Mennonite Central Committee (MCC), the relief, service, and development agency of North American Mennonite and Brethren in Christ churches, has volunteer positions available in North America and in some 50 other countries. Domestic positions are for a two-year term, and international positions are for three years. In addition, there are weeklong domestic service experiences available in Appalachia, Portland, Chicago, Toronto, and Montreal. Leadership training is also available for minorities through Summer Service, Service Internship Program, and MCC Canada's summer Native Gardening program. Contact MCC, 21 South 12th St., P.O. Box 500, Akron, PA 17501-0500; (717) 859-1151.

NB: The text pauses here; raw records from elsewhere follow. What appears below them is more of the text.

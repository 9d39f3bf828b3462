//! Context file selection
//!
//! Chooses which existing project files are loaded in full into the system
//! prompt. The model nominates files in a short auxiliary exchange; when its
//! reply is unusable the scaffold files that exist are used instead.

use std::collections::HashSet;

use tracing::{debug, warn};

use crate::config::ScaffoldConfig;
use crate::files::normalize_path;
use crate::store::{FileMeta, ProjectFile, ProjectStore};

/// Parse a JSON array of paths, keeping known paths only, in reply order, at most `max`.
pub fn parse_selection(reply: &str, files: &[FileMeta], max: usize) -> Option<Vec<String>> {
    let start = reply.find('[')?;
    let end = reply.rfind(']')?;
    if end < start {
        return None;
    }
    let paths: Vec<String> = match serde_json::from_str(&reply[start..=end]) {
        Ok(paths) => paths,
        Err(e) => {
            debug!(error = %e, "Context selection reply is not a JSON array of strings");
            return None;
        }
    };

    let known: HashSet<&str> = files.iter().map(|f| f.path.as_str()).collect();
    let mut seen = HashSet::new();
    let selected: Vec<String> = paths
        .iter()
        .map(|p| normalize_path(p))
        .filter(|p| known.contains(p.as_str()) && seen.insert(p.clone()))
        .take(max)
        .collect();

    Some(selected)
}

/// Scaffold files that exist in the project, in scaffold order.
pub fn fallback_selection(files: &[FileMeta], scaffold: &ScaffoldConfig, max: usize) -> Vec<String> {
    scaffold
        .required_files()
        .into_iter()
        .filter(|path| files.iter().any(|f| &f.path == path))
        .take(max)
        .collect()
}

/// Fetch the selected files, skipping any that vanished from the store or
/// cannot be read as text.
pub async fn load_selected(store: &dyn ProjectStore, paths: &[String]) -> Vec<ProjectFile> {
    let mut loaded = Vec::with_capacity(paths.len());
    for path in paths {
        match store.get_file(path).await {
            Ok(Some(file)) => loaded.push(file),
            Ok(None) => warn!(path = %path, "Selected context file no longer exists"),
            Err(e) => warn!(path = %path, error = %e, "Skipping unreadable context file"),
        }
    }
    loaded
}

#[cfg(test)]
mod tests {
    use super::*;
    use crate::store::{DirectoryProjectStore, InMemoryProjectStore};

    fn metas(paths: &[&str]) -> Vec<FileMeta> {
        paths
            .iter()
            .map(|p| FileMeta { path: (*p).to_string(), language: "text".to_string(), size: 1 })
            .collect()
    }

    #[test]
    fn test_parse_selection_keeps_known_paths() {
        let files = metas(&["index.html", "src/app.js", "src/styles.css"]);
        let reply = "I need these:\n```json\n[\"./src/app.js\", \"secret.env\", \"src/app.js\", \"index.html\"]\n```";
        assert_eq!(
            parse_selection(reply, &files, 5),
            Some(vec!["src/app.js".to_string(), "index.html".to_string()])
        );
        assert_eq!(parse_selection(reply, &files, 1), Some(vec!["src/app.js".to_string()]));
        assert_eq!(parse_selection("none needed", &files, 5), None);
        assert_eq!(parse_selection("[1, 2]", &files, 5), None);
    }

    #[test]
    fn test_fallback_uses_existing_scaffold_files() {
        let files = metas(&["src/app.js", "about.html", "index.html"]);
        assert_eq!(
            fallback_selection(&files, &ScaffoldConfig::default(), 5),
            vec!["index.html".to_string(), "src/app.js".to_string()]
        );
    }

    #[tokio::test]
    async fn test_load_selected_skips_missing() {
        let store = InMemoryProjectStore::with_files([("index.html", "<!DOCTYPE html>")]);
        let loaded = load_selected(&store, &["index.html".to_string(), "gone.js".to_string()]).await;
        assert_eq!(loaded.len(), 1);
        assert_eq!(loaded[0].path, "index.html");
    }

    #[tokio::test]
    async fn test_load_selected_skips_binary_files() {
        let temp_dir = tempfile::TempDir::new().unwrap();
        std::fs::write(temp_dir.path().join("index.html"), "<!DOCTYPE html><html></html>").unwrap();
        std::fs::write(temp_dir.path().join("logo.png"), [0x89, 0x50, 0xff, 0xfe, 0x00]).unwrap();
        let store = DirectoryProjectStore::new(temp_dir.path());

        let loaded = load_selected(&store, &["logo.png".to_string(), "index.html".to_string()]).await;

        assert_eq!(loaded.len(), 1);
        assert_eq!(loaded[0].path, "index.html");
    }
}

Lutheran Service Corps (LSC) is an urban ministry committed to addressing issues of social and economic injustice in Omaha, Nebraska. In exchange for one year of service, LSC provides the volunteer with housing, food, work-related transportation, health insurance, a monthly stipend, and a long distance telephone allowance. The period of service begins in September 1995 and ends in July 1996. Positions include work with the Nebraska AIDS project, Women Against Violence Program, and the MICAH House Emergency Family Shelter. Contact LSC, 6220 N. 30th St., Omaha, NE 68111; (402) 457-5890.
Habitat for Humanity is a group of committed individuals who build houses in partnership with those who cannot afford decent living quarters. Volunteers are needed in locations across the United States and in 40 developing nations in Africa, Asia, Latin America, and the Pacific Islands. In the United States, the period of service ranges from one week to one year while the overseas positions require a commitment of three years. Experience is particularly needed in the areas of construction, administration, child care, photography, and fund raising. Contact Habitat for Humanity International, Human Resources Department, 121 Habitat St., Americus, GA 31709-3498; (912) 924-6935.

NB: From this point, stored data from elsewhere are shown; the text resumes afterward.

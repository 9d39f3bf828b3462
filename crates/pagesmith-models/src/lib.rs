//! Generation backends for Pagesmith.
//!
//! This crate provides concrete implementations of the `Generator` trait.
//!
//! # Components
//!
//! - **ndjson**: chunked reader turning a byte stream into decoded records
//! - **http**: reqwest transport for Ollama-compatible servers
//! - **client**: streaming client with chat → completion fallback
//! - **Mock**: scripted generator for testing and offline development

pub mod client;
pub mod http;
pub mod ndjson;

use std::collections::VecDeque;
use std::sync::Mutex;
use std::time::Duration;

use async_trait::async_trait;
use futures::StreamExt;
use pagesmith_abstraction::{
    ChatMessage, GenerationRecord, Generator, ModelError, ModelParameters, RecordStream,
};
use tokio_util::sync::CancellationToken;
use tracing::debug;

pub use client::{flatten_transcript, GenerationClient};
pub use http::{HttpTransport, DEFAULT_BASE_URL};
pub use ndjson::NdjsonStream;

/// One scripted answer of a [`MockGenerator`].
#[derive(Debug, Clone)]
pub enum ScriptedReply {
    /// Stream these chunks, optionally sleeping before each one.
    Chunks {
        /// Text deltas in order.
        chunks: Vec<String>,
        /// Pause before each chunk.
        delay: Option<Duration>,
    },
    /// Fail before any record is produced.
    StartError(ModelError),
    /// Stream these chunks, then fail.
    StreamError {
        /// Text deltas produced before the failure.
        chunks: Vec<String>,
        /// Error yielded after the chunks.
        error: ModelError,
    },
}

/// A scripted implementation of the `Generator` trait for tests.
///
/// Each call to `generate` consumes the next queued reply. Calls beyond the
/// script fail with `ModelError::Other`.
#[derive(Debug, Default)]
pub struct MockGenerator {
    id: String,
    replies: Mutex<VecDeque<ScriptedReply>>,
    calls: Mutex<Vec<Vec<ChatMessage>>>,
}

impl MockGenerator {
    /// Creates a new `MockGenerator` with the given ID.
    #[must_use]
    pub fn new(id: impl Into<String>) -> Self {
        Self { id: id.into(), ..Self::default() }
    }

    /// Queue a reply.
    #[must_use]
    pub fn with_reply(self, reply: ScriptedReply) -> Self {
        self.push(reply);
        self
    }

    /// Queue a reply streamed as the given chunks.
    #[must_use]
    pub fn with_text<I, S>(self, chunks: I) -> Self
    where
        I: IntoIterator<Item = S>,
        S: Into<String>,
    {
        self.with_reply(ScriptedReply::Chunks {
            chunks: chunks.into_iter().map(Into::into).collect(),
            delay: None,
        })
    }

    /// Queue a reply whose chunks arrive `delay` apart.
    #[must_use]
    pub fn with_slow_text<I, S>(self, chunks: I, delay: Duration) -> Self
    where
        I: IntoIterator<Item = S>,
        S: Into<String>,
    {
        self.with_reply(ScriptedReply::Chunks {
            chunks: chunks.into_iter().map(Into::into).collect(),
            delay: Some(delay),
        })
    }

    /// Queue a reply at runtime.
    pub fn push(&self, reply: ScriptedReply) {
        self.replies.lock().unwrap_or_else(std::sync::PoisonError::into_inner).push_back(reply);
    }

    /// Message lists received so far, one entry per call.
    pub fn calls(&self) -> Vec<Vec<ChatMessage>> {
        self.calls.lock().unwrap_or_else(std::sync::PoisonError::into_inner).clone()
    }

    /// Number of `generate` calls so far.
    pub fn call_count(&self) -> usize {
        self.calls.lock().unwrap_or_else(std::sync::PoisonError::into_inner).len()
    }
}

#[async_trait]
impl Generator for MockGenerator {
    async fn generate(
        &self,
        messages: &[ChatMessage],
        parameters: Option<ModelParameters>,
        cancel: CancellationToken,
    ) -> Result<RecordStream, ModelError> {
        debug!(
            model_id = %self.id,
            message_count = messages.len(),
            parameters = ?parameters,
            "MockGenerator generating"
        );
        self.calls
            .lock()
            .unwrap_or_else(std::sync::PoisonError::into_inner)
            .push(messages.to_vec());

        let reply = self
            .replies
            .lock()
            .unwrap_or_else(std::sync::PoisonError::into_inner)
            .pop_front()
            .ok_or_else(|| ModelError::Other(format!("MockGenerator '{}' has no reply left", self.id)))?;

        let (chunks, delay, error) = match reply {
            ScriptedReply::StartError(error) => return Err(error),
            ScriptedReply::Chunks { chunks, delay } => (chunks, delay, None),
            ScriptedReply::StreamError { chunks, error } => (chunks, None, Some(error)),
        };

        let completion_tokens = u32::try_from(chunks.len()).unwrap_or(u32::MAX);
        let records = futures::stream::iter(chunks)
            .then(move |chunk| async move {
                if let Some(delay) = delay {
                    tokio::time::sleep(delay).await;
                }
                Ok::<_, ModelError>(GenerationRecord::text(chunk))
            })
            .chain(futures::stream::iter(match error {
                Some(error) => vec![Err(error)],
                None => vec![Ok(GenerationRecord::finished(None, Some(completion_tokens)))],
            }))
            .take_until(cancel.cancelled_owned());

        Ok(Box::pin(records))
    }

    fn model_id(&self) -> &str {
        &self.id
    }
}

For more information on service projects, send for Connections 1995, a directory of organizations that provide short-and long-term volunteer opportunities with faith-based programs both in the United States and overseas. To receive a copy of Connections 1995, write to: St. Vincent Pallotti Center, Box 893-Cardinal Station, Washington, DC 20064; (202) 529-3330.
Tourism: Paradise in Peril is a brief study/action guide for individuals and groups exploring how to travel responsibly. Destructive consequences of tourist-oriented development in Third World nations are cited, and positive alternatives are profiled.

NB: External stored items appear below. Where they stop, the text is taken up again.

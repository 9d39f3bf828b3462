//! Chunked response reader for newline-delimited JSON bodies.
//!
//! The generation service streams one JSON object per line. Chunk boundaries are
//! arbitrary: a record may span several chunks and a chunk may split a multi-byte
//! UTF-8 sequence, so decoding happens on raw bytes once a full line is buffered.

use std::marker::PhantomData;
use std::pin::Pin;
use std::task::{Context, Poll};

use futures::Stream;
use pagesmith_abstraction::{ByteStream, ModelError};
use serde::de::DeserializeOwned;
use tracing::trace;

/// Lazily decodes records of type `T` from a byte stream.
///
/// A decode failure is fatal: it is yielded once and the stream ends.
pub struct NdjsonStream<T> {
    inner: ByteStream,
    buffer: Vec<u8>,
    done: bool,
    _record: PhantomData<fn() -> T>,
}

impl<T> NdjsonStream<T> {
    /// Wrap a byte stream.
    pub fn new(inner: ByteStream) -> Self {
        Self { inner, buffer: Vec::new(), done: false, _record: PhantomData }
    }

    fn take_line(&mut self) -> Option<Vec<u8>> {
        let end = self.buffer.iter().position(|b| *b == b'\n')?;
        Some(self.buffer.drain(..=end).collect())
    }
}

fn decode_line<T: DeserializeOwned>(line: &[u8]) -> Option<Result<T, ModelError>> {
    let trimmed = line.trim_ascii();
    if trimmed.is_empty() {
        return None;
    }
    trace!(len = trimmed.len(), "Decoding upstream record");
    Some(serde_json::from_slice(trimmed).map_err(|e| {
        let preview = String::from_utf8_lossy(&trimmed[..trimmed.len().min(120)]).into_owned();
        ModelError::Serialization(format!("Malformed record ({e}): {preview}"))
    }))
}

impl<T: DeserializeOwned> Stream for NdjsonStream<T> {
    type Item = Result<T, ModelError>;

    fn poll_next(self: Pin<&mut Self>, cx: &mut Context<'_>) -> Poll<Option<Self::Item>> {
        let this = self.get_mut();

        loop {
            if this.done {
                return Poll::Ready(None);
            }

            while let Some(line) = this.take_line() {
                if let Some(result) = decode_line(&line) {
                    if result.is_err() {
                        this.done = true;
                    }
                    return Poll::Ready(Some(result));
                }
            }

            match this.inner.as_mut().poll_next(cx) {
                Poll::Ready(Some(Ok(chunk))) => this.buffer.extend_from_slice(&chunk),
                Poll::Ready(Some(Err(e))) => {
                    this.done = true;
                    return Poll::Ready(Some(Err(e)));
                }
                Poll::Ready(None) => {
                    // Trailing partial line without a newline terminator.
                    this.done = true;
                    let rest = std::mem::take(&mut this.buffer);
                    return Poll::Ready(decode_line(&rest));
                }
                Poll::Pending => return Poll::Pending,
            }
        }
    }
}

/// Build a [`ByteStream`] from in-memory chunks.
pub fn byte_stream_from_chunks<I, C>(chunks: I) -> ByteStream
where
    I: IntoIterator<Item = C>,
    I::IntoIter: Send + 'static,
    C: Into<bytes::Bytes>,
{
    Box::pin(futures::stream::iter(chunks.into_iter().map(|c| Ok(c.into()))))
}

#[cfg(test)]
mod tests {
    use super::*;
    use futures::executor::block_on;
    use futures::StreamExt;
    use proptest::prelude::*;
    use serde::{Deserialize, Serialize};

    #[derive(Debug, Clone, PartialEq, Serialize, Deserialize)]
    struct Rec {
        text: String,
        done: bool,
    }

    fn collect(chunks: Vec<Vec<u8>>) -> Vec<Result<Rec, ModelError>> {
        block_on(NdjsonStream::<Rec>::new(byte_stream_from_chunks(chunks)).collect())
    }

    #[test]
    fn test_decodes_lines_split_across_chunks() {
        let chunks = vec![
            b"{\"text\":\"he".to_vec(),
            b"llo\",\"done\":false}\n{\"text\":".to_vec(),
            b"\"!\",\"done\":true}\n".to_vec(),
        ];
        let records: Vec<Rec> = collect(chunks).into_iter().map(Result::unwrap).collect();
        assert_eq!(
            records,
            vec![
                Rec { text: "hello".to_string(), done: false },
                Rec { text: "!".to_string(), done: true },
            ]
        );
    }

    #[test]
    fn test_trailing_partial_line_is_decoded() {
        let chunks = vec![b"{\"text\":\"a\",\"done\":false}\n{\"text\":\"b\",\"done\":true}".to_vec()];
        let records = collect(chunks);
        assert_eq!(records.len(), 2);
        assert_eq!(records[1].as_ref().unwrap().text, "b");
    }

    #[test]
    fn test_blank_lines_and_crlf_are_ignored() {
        let chunks = vec![b"\r\n{\"text\":\"a\",\"done\":false}\r\n\n   \n".to_vec()];
        let records = collect(chunks);
        assert_eq!(records.len(), 1);
    }

    #[test]
    fn test_multibyte_character_split_between_chunks() {
        let line = "{\"text\":\"h\u{e9}llo \u{1f600}\",\"done\":false}\n".as_bytes().to_vec();
        let (a, b) = line.split_at(12);
        let records = collect(vec![a.to_vec(), b.to_vec()]);
        assert_eq!(records[0].as_ref().unwrap().text, "h\u{e9}llo \u{1f600}");
    }

    #[test]
    fn test_decode_failure_is_fatal() {
        let chunks = vec![b"{\"text\":\"a\",\"done\":false}\nnot json\n{\"text\":\"b\",\"done\":true}\n".to_vec()];
        let records = collect(chunks);
        assert_eq!(records.len(), 2);
        assert!(records[0].is_ok());
        assert!(matches!(records[1], Err(ModelError::Serialization(_))));
    }

    #[test]
    fn test_transport_error_ends_stream() {
        let inner: ByteStream = Box::pin(futures::stream::iter(vec![
            Ok(bytes::Bytes::from_static(b"{\"text\":\"a\",\"done\":false}\n")),
            Err(ModelError::Request("connection reset".to_string())),
            Ok(bytes::Bytes::from_static(b"{\"text\":\"b\",\"done\":true}\n")),
        ]));
        let records: Vec<_> = block_on(NdjsonStream::<Rec>::new(inner).collect());
        assert_eq!(records.len(), 2);
        assert!(matches!(records[1], Err(ModelError::Request(_))));
    }

    proptest! {
        #![proptest_config(ProptestConfig::with_cases(64))]
        #[test]
        fn test_chunk_boundaries_do_not_change_records(
            texts in prop::collection::vec("[a-z \u{e9}\u{4e2d}{}\"\\\\]{0,12}", 1..8),
            cuts in prop::collection::vec(any::<prop::sample::Index>(), 0..10),
        ) {
            let records: Vec<Rec> = texts
                .iter()
                .enumerate()
                .map(|(i, t)| Rec { text: t.clone(), done: i + 1 == texts.len() })
                .collect();
            let mut payload = Vec::new();
            for r in &records {
                payload.extend_from_slice(serde_json::to_string(r).unwrap().as_bytes());
                payload.push(b'\n');
            }

            let mut offsets: Vec<usize> = cuts.iter().map(|c| c.index(payload.len())).collect();
            offsets.sort_unstable();
            offsets.dedup();
            let mut chunks = Vec::new();
            let mut start = 0;
            for off in offsets {
                chunks.push(payload[start..off].to_vec());
                start = off;
            }
            chunks.push(payload[start..].to_vec());

            let whole: Vec<Rec> = collect(vec![payload.clone()]).into_iter().map(Result::unwrap).collect();
            let split: Vec<Rec> = collect(chunks).into_iter().map(Result::unwrap).collect();
            prop_assert_eq!(&whole, &records);
            prop_assert_eq!(split, whole);
        }
    }
}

The guide, produced by the Office on Global Education, lists helpful resources to refer to before embarking on a journey. It also names conscientious organizations that provide alternative ways to travel, such as the Center for Global Education, which coordinates travel seminars to Mexico, Central America, Southern Africa, Asia, and the Middle East. To order Tourism: Paradise in Peril (30 cents each or four for $1), contact: Church World Service, P.O. Box 968, Elkhart, IN 46515-0968.
Did you know that U.S. taxpayers foot the bill for a military school on U.S. soil that trains some of the worst human rights violators in the hemisphere? School of Assassins , a 20-minute video documentary from Maryknoll Productions, exposes the U.S. Army School of the Americas, a combat school at Fort Benning, Georgia, that has trained more than 57,000 soldiers from 23 Latin American and Caribbean countries. The video, narrated by Susan Sarandon, reveals a military school hidden behind a wall of secrecy for more than 40 years while its graduates committed assassinations, coups, and massacres in nations throughout Latin America. School of Assassins is an excellent educational resource for high schools, colleges, church groups, and peace and justice organizations. To order a video ($14.95 plus $2 shipping and handling), contact: Maryknoll World Productions, P.O. Box 308, Maryknoll, NY 10545-03088; 1-800-227-8523.
Body of Dissent, a video documentary on gay and lesbian Brethren and Mennonites, is an important resource for congregations that are exploring sexuality issues and struggling to discern what is the appropriate Christian response to homosexuality. In full recognition that lesbian and gay membership is one of the most divisive issues facing churches today, Body of Dissent is a useful tool in beginning discussion and working toward change.
Written, directed, and produced by Holly Nattall, Body of Dissent contains personal testimonies by individuals struggling within their faith for social justice and the vital sense of community that are both Mennonite and Brethren traditions. To obtain a copy of this 40-minute video for $30, write: Brethren/Mennonite Council, Box 6300, Minneapolis, MN 55406-0300.